What you need to do =
Only one stretch of the data below is wanted: the lines starting at the one with "pub mod documents;" and ending at the one with "pub enum Degradable<T>", both included, given again exactly.

The data =
........

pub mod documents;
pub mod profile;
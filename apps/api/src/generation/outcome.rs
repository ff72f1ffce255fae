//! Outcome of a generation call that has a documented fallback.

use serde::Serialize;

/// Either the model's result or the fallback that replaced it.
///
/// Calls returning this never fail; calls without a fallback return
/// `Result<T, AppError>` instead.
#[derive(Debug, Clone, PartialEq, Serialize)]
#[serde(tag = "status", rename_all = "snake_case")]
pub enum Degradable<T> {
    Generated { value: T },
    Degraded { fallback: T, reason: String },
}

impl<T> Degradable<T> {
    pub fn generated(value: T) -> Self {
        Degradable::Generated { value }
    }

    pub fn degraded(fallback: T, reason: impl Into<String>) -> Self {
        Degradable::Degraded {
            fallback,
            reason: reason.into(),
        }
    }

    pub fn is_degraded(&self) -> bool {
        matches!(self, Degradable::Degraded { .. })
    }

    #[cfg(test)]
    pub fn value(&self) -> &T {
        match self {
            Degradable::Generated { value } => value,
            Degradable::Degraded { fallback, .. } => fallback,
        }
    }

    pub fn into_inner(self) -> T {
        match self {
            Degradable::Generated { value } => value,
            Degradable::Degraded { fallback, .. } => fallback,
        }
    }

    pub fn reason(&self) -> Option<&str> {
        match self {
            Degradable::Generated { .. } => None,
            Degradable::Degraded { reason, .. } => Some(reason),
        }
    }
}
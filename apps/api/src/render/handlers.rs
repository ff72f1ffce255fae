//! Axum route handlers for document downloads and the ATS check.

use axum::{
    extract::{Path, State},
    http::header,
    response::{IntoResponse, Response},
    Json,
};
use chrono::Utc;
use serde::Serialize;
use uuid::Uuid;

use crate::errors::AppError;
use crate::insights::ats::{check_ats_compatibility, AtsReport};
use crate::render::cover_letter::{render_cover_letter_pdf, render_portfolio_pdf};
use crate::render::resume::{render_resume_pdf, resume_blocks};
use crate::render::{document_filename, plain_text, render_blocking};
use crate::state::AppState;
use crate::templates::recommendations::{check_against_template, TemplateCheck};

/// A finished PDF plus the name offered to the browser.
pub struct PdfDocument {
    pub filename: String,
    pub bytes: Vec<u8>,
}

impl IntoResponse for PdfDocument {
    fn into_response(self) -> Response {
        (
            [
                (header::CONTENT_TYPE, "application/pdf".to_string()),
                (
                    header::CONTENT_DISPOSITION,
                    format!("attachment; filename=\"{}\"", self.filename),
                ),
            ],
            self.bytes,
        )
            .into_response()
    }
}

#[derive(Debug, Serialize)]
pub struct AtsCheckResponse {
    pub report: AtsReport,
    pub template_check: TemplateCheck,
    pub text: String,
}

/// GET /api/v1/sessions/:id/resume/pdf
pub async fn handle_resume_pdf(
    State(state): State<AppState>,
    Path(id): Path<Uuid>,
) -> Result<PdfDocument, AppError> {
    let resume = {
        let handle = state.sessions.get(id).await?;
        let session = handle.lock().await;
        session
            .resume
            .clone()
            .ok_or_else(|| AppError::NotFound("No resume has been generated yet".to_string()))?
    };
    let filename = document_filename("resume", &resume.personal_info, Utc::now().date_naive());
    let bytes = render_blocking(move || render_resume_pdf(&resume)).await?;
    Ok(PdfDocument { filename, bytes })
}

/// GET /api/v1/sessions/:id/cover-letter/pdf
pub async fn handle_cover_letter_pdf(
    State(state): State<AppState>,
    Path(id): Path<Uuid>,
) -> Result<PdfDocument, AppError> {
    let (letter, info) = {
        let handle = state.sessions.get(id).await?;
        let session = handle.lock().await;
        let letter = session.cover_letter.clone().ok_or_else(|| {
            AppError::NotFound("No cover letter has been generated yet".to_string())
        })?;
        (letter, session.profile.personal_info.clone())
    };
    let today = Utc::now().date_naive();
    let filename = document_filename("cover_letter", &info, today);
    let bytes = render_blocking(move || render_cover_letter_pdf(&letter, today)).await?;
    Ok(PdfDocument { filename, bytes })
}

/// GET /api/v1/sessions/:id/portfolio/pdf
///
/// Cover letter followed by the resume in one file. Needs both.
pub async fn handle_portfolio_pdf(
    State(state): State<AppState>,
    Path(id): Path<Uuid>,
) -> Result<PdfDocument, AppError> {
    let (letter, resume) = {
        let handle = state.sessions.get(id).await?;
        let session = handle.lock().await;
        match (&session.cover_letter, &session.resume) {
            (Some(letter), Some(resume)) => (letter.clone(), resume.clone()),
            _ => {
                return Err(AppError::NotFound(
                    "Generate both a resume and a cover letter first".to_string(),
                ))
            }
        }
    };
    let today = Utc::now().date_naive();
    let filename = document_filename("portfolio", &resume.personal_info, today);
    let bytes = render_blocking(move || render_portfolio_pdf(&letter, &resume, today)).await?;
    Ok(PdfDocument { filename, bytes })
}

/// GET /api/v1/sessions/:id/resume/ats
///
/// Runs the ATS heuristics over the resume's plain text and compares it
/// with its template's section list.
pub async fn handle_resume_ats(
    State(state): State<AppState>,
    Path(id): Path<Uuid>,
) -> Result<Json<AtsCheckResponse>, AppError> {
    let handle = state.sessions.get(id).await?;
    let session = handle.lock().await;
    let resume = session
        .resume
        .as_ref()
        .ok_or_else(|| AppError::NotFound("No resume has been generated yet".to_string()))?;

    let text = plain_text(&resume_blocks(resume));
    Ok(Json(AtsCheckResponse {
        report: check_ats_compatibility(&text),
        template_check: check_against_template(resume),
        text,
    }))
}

........

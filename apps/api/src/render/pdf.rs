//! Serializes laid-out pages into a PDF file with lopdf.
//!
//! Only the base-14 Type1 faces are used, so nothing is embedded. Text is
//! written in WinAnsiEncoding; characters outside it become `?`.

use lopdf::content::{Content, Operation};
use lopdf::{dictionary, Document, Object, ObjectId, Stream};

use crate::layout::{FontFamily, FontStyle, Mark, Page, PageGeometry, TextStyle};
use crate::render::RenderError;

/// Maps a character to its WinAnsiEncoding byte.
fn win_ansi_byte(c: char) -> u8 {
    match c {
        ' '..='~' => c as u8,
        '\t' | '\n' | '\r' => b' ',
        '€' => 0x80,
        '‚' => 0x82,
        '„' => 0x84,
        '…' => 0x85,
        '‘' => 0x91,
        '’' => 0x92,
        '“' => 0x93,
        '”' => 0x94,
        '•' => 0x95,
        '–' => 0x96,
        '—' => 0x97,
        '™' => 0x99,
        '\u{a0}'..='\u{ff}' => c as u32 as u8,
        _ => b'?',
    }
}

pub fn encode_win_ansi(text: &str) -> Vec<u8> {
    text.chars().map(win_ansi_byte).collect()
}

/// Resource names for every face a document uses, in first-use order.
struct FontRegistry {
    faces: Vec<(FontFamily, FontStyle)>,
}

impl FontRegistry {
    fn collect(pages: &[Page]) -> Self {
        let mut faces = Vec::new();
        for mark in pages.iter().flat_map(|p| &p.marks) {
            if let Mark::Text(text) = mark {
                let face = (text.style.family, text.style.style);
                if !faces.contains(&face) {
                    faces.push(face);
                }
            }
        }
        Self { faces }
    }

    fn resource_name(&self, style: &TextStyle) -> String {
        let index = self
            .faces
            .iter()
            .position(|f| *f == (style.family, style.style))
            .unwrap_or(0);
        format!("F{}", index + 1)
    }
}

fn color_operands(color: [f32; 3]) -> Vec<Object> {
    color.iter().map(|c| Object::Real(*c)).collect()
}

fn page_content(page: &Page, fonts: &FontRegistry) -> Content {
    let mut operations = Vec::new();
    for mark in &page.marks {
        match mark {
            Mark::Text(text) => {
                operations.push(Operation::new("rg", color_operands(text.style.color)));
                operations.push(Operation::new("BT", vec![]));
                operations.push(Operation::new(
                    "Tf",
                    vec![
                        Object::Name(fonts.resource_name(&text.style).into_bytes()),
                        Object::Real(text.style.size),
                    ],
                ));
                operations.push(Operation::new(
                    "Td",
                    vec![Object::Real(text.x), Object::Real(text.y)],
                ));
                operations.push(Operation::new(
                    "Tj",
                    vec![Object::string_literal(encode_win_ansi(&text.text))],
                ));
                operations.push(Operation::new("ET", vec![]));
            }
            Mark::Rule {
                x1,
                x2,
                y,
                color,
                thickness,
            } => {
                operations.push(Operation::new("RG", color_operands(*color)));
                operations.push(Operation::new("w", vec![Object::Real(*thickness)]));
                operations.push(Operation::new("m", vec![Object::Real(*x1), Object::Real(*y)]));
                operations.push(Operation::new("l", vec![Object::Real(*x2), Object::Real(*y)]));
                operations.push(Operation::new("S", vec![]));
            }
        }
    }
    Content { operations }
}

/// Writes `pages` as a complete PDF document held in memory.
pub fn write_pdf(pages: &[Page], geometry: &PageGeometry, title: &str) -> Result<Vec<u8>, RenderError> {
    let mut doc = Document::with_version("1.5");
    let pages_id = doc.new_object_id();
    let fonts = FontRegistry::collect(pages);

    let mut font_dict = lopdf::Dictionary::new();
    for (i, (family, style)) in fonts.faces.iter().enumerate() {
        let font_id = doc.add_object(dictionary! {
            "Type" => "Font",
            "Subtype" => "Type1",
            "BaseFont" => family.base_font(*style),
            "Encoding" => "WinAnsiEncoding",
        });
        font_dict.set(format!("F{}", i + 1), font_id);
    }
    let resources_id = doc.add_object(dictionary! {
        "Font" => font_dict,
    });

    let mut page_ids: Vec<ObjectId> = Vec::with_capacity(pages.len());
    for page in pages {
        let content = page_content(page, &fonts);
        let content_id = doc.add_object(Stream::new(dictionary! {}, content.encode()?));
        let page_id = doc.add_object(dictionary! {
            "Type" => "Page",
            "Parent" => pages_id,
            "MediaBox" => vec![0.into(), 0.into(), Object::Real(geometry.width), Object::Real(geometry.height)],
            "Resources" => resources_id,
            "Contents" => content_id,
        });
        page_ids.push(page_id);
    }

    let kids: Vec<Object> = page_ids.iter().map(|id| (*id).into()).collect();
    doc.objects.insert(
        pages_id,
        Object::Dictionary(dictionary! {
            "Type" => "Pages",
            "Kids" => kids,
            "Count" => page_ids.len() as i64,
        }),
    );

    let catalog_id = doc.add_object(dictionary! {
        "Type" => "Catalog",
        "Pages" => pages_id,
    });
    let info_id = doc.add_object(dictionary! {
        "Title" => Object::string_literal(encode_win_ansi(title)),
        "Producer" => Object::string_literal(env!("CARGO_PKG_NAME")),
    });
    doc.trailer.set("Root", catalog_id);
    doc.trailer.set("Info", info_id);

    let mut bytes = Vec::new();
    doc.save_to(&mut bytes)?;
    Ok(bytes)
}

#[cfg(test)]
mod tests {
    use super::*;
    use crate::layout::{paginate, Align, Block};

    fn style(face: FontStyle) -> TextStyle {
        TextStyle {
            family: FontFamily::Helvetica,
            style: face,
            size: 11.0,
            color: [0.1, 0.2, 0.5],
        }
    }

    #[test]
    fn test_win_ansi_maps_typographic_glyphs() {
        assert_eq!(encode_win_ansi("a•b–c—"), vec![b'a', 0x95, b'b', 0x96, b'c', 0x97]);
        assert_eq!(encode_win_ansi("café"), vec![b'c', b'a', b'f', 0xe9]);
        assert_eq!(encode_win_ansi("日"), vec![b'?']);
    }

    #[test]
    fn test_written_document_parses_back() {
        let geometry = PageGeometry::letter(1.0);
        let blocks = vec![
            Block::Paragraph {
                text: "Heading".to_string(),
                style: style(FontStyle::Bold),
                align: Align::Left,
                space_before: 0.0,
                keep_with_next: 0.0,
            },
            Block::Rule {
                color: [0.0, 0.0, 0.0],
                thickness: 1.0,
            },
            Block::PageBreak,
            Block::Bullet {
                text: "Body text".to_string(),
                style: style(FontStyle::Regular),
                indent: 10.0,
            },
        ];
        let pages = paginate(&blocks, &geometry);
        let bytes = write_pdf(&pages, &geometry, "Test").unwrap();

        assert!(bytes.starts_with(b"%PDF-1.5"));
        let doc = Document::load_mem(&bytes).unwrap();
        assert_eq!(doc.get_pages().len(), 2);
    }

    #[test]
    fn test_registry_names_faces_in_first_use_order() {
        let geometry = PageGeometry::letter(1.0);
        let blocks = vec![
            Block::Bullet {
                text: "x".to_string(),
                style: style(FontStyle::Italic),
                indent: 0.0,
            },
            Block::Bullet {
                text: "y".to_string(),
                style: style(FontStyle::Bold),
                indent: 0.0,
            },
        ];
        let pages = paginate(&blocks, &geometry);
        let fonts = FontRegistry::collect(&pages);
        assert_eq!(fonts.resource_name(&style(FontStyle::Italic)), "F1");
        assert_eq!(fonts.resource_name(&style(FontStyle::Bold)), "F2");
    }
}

........

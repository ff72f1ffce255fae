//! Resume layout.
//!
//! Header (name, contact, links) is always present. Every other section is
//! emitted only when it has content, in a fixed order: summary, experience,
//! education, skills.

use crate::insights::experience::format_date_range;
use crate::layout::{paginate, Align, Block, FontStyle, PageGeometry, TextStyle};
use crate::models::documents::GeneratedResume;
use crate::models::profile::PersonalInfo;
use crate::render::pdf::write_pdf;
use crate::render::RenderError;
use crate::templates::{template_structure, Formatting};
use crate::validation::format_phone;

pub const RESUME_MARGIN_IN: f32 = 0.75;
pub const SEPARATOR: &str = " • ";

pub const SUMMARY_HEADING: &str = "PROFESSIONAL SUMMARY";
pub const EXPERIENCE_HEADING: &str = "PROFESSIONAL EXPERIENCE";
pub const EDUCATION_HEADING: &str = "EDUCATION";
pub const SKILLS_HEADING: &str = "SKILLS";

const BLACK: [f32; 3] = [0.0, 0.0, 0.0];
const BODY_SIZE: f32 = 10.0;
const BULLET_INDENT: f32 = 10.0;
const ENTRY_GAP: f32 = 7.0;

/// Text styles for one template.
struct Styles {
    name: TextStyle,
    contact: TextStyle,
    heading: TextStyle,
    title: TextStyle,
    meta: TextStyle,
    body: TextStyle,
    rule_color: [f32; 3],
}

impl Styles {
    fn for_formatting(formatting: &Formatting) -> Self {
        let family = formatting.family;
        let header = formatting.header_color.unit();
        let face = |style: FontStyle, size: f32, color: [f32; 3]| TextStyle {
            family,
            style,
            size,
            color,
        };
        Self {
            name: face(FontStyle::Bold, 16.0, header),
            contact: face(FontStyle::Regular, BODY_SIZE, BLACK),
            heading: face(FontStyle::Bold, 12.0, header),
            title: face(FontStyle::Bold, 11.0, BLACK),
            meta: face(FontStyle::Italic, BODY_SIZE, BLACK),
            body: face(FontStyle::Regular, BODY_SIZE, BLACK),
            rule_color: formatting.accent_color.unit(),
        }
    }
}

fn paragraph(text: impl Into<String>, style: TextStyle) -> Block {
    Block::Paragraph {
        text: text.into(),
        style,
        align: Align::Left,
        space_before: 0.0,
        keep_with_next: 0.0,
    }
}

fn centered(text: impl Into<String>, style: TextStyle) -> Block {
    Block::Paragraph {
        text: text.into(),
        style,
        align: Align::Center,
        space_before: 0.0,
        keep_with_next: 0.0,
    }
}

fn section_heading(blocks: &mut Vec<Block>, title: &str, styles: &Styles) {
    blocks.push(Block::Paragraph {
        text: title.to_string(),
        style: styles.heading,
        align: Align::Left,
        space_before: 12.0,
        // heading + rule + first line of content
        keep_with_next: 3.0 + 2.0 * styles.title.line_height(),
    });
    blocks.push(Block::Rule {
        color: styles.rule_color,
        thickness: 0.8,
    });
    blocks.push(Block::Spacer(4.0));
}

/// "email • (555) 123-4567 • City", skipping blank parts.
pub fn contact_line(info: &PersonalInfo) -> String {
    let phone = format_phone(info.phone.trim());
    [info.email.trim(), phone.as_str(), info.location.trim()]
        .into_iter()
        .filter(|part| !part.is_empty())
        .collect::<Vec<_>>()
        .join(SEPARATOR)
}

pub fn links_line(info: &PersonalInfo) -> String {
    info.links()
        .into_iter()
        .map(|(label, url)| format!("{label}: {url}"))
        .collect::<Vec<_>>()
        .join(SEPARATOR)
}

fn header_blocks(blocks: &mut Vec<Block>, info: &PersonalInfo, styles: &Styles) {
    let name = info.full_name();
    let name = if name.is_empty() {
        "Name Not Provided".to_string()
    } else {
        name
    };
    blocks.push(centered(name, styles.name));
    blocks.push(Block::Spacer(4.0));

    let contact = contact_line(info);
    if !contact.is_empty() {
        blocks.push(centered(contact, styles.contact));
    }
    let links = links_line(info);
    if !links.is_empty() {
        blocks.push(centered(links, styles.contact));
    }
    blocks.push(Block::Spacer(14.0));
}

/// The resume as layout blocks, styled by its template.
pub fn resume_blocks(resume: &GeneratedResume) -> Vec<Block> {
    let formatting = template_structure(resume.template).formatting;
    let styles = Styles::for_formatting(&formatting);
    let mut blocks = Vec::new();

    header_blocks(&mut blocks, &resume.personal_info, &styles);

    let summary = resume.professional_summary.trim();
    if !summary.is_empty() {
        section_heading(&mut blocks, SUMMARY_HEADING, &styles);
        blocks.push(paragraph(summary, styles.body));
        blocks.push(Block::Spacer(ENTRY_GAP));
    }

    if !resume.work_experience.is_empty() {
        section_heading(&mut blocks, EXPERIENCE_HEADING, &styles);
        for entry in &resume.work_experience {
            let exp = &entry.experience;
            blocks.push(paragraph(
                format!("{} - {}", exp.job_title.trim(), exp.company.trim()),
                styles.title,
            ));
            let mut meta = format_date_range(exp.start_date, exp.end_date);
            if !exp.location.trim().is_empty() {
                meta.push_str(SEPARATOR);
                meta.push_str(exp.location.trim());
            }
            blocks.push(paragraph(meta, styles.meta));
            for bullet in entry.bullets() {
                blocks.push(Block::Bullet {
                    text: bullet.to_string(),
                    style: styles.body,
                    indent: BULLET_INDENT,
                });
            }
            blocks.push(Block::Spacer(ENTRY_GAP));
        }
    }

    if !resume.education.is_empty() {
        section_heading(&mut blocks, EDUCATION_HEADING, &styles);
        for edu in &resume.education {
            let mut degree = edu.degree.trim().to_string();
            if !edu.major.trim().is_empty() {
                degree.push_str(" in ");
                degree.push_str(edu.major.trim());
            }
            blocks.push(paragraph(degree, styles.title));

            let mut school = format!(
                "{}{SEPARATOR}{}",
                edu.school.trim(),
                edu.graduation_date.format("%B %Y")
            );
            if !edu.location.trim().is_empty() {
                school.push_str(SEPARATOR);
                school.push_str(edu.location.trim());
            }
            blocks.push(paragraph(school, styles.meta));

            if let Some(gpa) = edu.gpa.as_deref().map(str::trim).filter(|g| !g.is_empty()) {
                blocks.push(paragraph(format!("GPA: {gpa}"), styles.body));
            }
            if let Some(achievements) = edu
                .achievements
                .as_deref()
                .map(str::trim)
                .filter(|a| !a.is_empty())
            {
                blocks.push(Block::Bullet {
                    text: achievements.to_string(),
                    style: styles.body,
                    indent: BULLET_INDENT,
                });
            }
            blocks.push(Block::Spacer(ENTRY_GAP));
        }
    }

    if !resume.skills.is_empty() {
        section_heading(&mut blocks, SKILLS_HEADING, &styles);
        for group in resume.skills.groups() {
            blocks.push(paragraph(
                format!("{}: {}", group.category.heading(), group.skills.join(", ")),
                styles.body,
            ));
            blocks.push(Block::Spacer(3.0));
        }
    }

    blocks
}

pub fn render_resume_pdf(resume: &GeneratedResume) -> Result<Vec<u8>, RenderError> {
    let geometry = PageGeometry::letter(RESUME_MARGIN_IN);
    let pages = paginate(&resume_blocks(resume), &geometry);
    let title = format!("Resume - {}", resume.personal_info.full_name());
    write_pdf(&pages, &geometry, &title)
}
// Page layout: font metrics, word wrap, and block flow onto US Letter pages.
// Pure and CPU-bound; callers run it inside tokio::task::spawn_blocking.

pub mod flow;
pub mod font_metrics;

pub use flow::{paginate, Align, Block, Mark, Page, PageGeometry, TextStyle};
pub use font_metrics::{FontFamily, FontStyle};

........

Written reply =
pub mod documents;
pub mod profile;
filename apps/api/src/generation/outcome.rs
repository ff72f1ffce255fae
//! Outcome of a generation call that has a documented fallback.

use serde::Serialize;

/// Either the model's result or the fallback that replaced it.
///
/// Calls returning this never fail; calls without a fallback return
/// `Result<T, AppError>` instead.
#[derive(Debug, Clone, PartialEq, Serialize)]
#[serde(tag = "status", rename_all = "snake_case")]
pub enum Degradable<T> {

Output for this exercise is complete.